Data excerpts:
________________________
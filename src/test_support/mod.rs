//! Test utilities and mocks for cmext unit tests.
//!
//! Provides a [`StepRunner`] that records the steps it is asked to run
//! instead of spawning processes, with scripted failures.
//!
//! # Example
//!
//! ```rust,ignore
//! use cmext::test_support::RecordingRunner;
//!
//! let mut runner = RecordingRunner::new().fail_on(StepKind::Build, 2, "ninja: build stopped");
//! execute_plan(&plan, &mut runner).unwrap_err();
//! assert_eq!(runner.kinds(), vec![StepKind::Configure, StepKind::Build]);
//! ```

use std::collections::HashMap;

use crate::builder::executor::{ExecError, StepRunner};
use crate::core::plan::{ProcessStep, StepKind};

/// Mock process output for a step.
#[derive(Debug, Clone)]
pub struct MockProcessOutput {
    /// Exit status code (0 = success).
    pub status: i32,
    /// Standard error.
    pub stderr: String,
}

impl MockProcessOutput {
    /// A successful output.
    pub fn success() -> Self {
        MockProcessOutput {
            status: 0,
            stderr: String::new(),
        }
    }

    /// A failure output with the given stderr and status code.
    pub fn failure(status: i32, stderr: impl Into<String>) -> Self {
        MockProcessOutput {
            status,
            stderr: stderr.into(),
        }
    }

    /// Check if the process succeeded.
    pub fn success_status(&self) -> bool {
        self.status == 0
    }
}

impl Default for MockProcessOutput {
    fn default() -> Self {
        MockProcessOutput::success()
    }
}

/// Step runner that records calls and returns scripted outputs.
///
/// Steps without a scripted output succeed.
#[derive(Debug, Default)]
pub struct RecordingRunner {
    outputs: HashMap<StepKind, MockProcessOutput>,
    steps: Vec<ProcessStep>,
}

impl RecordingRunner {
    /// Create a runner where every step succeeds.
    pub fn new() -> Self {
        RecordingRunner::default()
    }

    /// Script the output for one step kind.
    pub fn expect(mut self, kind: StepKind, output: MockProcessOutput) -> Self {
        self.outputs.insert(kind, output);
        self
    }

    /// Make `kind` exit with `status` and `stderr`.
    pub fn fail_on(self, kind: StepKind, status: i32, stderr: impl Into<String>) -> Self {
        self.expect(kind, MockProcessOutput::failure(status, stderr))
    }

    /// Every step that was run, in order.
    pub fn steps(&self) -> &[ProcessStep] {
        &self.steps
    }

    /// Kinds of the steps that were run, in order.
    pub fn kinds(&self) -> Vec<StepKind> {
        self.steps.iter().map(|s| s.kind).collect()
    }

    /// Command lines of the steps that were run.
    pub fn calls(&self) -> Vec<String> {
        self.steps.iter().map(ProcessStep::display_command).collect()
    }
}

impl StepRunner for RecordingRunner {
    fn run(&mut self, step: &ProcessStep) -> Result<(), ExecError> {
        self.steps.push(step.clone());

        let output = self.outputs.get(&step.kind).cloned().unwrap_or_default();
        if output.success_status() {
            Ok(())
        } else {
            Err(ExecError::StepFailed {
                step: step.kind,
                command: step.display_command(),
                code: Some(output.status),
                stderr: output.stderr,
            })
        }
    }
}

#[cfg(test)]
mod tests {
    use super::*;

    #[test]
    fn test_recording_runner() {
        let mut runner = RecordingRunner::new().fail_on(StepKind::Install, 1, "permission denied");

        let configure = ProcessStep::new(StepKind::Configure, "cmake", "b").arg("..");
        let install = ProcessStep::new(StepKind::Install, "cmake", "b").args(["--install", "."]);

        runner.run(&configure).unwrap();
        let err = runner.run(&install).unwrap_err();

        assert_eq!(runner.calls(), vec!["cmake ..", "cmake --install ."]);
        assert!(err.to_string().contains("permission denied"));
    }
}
________________________
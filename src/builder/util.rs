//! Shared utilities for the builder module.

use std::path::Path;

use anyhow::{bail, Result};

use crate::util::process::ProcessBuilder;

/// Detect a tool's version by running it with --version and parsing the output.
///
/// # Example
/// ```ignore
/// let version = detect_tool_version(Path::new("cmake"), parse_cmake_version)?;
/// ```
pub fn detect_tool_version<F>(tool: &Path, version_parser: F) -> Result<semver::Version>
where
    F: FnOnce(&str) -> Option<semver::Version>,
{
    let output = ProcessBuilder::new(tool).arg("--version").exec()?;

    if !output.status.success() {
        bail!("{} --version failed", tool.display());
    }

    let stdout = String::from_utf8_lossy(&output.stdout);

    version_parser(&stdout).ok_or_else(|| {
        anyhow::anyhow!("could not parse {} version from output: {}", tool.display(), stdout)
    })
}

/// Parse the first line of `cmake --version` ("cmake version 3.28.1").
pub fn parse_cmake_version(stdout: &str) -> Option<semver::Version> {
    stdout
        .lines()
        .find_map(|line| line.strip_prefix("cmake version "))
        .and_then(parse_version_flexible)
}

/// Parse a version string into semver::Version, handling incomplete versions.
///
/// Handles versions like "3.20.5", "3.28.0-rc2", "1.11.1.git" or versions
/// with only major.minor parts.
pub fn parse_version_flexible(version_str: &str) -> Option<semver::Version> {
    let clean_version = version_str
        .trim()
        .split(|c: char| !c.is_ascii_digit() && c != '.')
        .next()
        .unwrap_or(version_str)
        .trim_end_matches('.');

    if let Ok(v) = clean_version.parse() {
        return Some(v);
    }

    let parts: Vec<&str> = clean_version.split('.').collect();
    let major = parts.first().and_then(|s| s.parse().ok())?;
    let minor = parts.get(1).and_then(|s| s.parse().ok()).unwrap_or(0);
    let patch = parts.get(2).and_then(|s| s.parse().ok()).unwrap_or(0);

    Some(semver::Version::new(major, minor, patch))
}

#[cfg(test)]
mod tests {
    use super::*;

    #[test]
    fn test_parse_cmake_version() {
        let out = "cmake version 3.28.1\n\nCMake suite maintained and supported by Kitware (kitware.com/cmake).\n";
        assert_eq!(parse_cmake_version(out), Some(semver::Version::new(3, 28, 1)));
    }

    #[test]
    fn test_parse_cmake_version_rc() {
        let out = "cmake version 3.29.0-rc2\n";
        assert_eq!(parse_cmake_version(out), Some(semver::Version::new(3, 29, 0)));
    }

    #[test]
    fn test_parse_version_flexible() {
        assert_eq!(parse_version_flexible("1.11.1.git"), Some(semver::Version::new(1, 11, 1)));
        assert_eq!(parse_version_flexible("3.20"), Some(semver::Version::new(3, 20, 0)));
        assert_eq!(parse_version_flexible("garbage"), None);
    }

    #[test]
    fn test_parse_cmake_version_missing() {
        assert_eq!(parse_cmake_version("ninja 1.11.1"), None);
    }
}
________________________
In the entries above, find the line with "filename src/test_support/mod.rs" and the line with "pub struct RecordingRunner", then restate word for word both of them and every line between, with nothing more.

filename src/test_support/mod.rs
//! Test utilities and mocks for cmext unit tests.
//!
//! Provides a [`StepRunner`] that records the steps it is asked to run
//! instead of spawning processes, with scripted failures.
//!
//! # Example
//!
//! ```rust,ignore
//! use cmext::test_support::RecordingRunner;
//!
//! let mut runner = RecordingRunner::new().fail_on(StepKind::Build, 2, "ninja: build stopped");
//! execute_plan(&plan, &mut runner).unwrap_err();
//! assert_eq!(runner.kinds(), vec![StepKind::Configure, StepKind::Build]);
//! ```

use std::collections::HashMap;

use crate::builder::executor::{ExecError, StepRunner};
use crate::core::plan::{ProcessStep, StepKind};

/// Mock process output for a step.
#[derive(Debug, Clone)]
pub struct MockProcessOutput {
    /// Exit status code (0 = success).
    pub status: i32,
    /// Standard error.
    pub stderr: String,
}

impl MockProcessOutput {
    /// A successful output.
    pub fn success() -> Self {
        MockProcessOutput {
            status: 0,
            stderr: String::new(),
        }
    }

    /// A failure output with the given stderr and status code.
    pub fn failure(status: i32, stderr: impl Into<String>) -> Self {
        MockProcessOutput {
            status,
            stderr: stderr.into(),
        }
    }

    /// Check if the process succeeded.
    pub fn success_status(&self) -> bool {
        self.status == 0
    }
}

impl Default for MockProcessOutput {
    fn default() -> Self {
        MockProcessOutput::success()
    }
}

/// Step runner that records calls and returns scripted outputs.
///
/// Steps without a scripted output succeed.
#[derive(Debug, Default)]
pub struct RecordingRunner {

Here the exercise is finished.